- INSTRUCTIONS FOR THE TASK
In the records below, locate the line containing "value.parse()", then extract it and all following lines exactly, ending with the last line.

Stored data entries:
┌──
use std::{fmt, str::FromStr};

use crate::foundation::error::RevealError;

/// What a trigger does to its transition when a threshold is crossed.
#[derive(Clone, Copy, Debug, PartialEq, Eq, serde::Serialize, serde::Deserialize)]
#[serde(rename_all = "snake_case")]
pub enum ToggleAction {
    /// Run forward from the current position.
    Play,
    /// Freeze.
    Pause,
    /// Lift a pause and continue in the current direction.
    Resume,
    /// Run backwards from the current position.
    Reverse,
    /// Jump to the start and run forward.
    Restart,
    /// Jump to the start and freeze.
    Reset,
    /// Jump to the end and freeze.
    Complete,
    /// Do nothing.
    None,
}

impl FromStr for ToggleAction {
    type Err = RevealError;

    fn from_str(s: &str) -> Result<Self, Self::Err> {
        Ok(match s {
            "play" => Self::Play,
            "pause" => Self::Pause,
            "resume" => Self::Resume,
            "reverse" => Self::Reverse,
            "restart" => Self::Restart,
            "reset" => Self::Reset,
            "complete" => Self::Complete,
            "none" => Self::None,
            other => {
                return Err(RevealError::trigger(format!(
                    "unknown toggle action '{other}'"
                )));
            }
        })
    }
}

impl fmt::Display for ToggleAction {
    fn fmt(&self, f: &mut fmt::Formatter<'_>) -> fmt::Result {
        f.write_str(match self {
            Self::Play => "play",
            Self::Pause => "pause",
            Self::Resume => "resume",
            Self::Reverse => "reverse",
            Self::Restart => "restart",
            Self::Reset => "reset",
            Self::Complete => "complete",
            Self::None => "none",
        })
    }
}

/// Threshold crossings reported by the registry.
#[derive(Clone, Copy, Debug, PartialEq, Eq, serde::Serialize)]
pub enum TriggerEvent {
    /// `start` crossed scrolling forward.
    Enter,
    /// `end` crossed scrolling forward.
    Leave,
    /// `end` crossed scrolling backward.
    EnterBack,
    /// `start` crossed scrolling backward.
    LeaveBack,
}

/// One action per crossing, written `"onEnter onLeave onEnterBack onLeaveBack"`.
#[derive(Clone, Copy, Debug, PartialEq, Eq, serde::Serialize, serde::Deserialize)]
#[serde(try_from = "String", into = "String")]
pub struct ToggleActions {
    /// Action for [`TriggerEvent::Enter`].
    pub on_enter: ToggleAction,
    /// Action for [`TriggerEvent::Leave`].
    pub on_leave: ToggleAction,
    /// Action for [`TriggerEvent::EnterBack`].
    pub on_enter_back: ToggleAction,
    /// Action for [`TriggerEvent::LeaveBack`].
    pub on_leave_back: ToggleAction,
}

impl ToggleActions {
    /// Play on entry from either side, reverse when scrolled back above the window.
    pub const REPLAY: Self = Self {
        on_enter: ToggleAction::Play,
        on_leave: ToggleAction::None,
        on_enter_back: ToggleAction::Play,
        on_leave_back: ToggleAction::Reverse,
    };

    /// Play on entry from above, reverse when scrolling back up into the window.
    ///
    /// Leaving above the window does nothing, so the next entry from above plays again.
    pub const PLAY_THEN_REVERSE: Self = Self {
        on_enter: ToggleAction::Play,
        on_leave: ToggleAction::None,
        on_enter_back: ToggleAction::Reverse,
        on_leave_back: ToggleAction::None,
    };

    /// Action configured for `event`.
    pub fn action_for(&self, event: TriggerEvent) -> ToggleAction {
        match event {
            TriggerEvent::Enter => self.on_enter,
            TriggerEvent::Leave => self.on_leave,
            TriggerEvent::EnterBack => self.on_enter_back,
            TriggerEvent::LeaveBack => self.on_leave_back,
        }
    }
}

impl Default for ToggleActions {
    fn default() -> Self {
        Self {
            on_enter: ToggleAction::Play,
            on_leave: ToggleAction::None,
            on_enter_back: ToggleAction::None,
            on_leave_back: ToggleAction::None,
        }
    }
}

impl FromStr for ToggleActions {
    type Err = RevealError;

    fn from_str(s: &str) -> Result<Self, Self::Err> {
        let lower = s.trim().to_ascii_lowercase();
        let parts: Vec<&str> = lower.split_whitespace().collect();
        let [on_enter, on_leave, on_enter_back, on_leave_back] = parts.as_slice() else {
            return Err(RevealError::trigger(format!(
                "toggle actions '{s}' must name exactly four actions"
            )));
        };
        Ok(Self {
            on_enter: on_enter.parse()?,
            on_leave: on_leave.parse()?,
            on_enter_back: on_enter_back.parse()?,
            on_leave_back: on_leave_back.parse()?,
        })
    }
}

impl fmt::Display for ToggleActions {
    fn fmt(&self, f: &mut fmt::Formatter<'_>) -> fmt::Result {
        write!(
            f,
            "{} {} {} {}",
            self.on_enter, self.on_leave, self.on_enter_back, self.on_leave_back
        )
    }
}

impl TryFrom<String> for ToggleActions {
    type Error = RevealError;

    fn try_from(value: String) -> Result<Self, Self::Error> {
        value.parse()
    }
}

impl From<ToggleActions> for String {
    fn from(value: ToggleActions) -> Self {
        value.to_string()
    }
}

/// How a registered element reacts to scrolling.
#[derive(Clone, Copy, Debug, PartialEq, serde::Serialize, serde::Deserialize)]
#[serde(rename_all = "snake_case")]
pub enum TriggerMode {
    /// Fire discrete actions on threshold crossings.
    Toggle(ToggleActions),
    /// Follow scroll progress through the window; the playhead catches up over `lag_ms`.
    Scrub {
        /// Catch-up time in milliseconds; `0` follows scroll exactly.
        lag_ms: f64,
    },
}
└──
- RESULT
        value.parse()
    }
}

impl From<ToggleActions> for String {
    fn from(value: ToggleActions) -> Self {
        value.to_string()
    }
}

/// How a registered element reacts to scrolling.
#[derive(Clone, Copy, Debug, PartialEq, serde::Serialize, serde::Deserialize)]
#[serde(rename_all = "snake_case")]
pub enum TriggerMode {
    /// Fire discrete actions on threshold crossings.
    Toggle(ToggleActions),
    /// Follow scroll progress through the window; the playhead catches up over `lag_ms`.
    Scrub {
        /// Catch-up time in milliseconds; `0` follows scroll exactly.
        lag_ms: f64,
    },
}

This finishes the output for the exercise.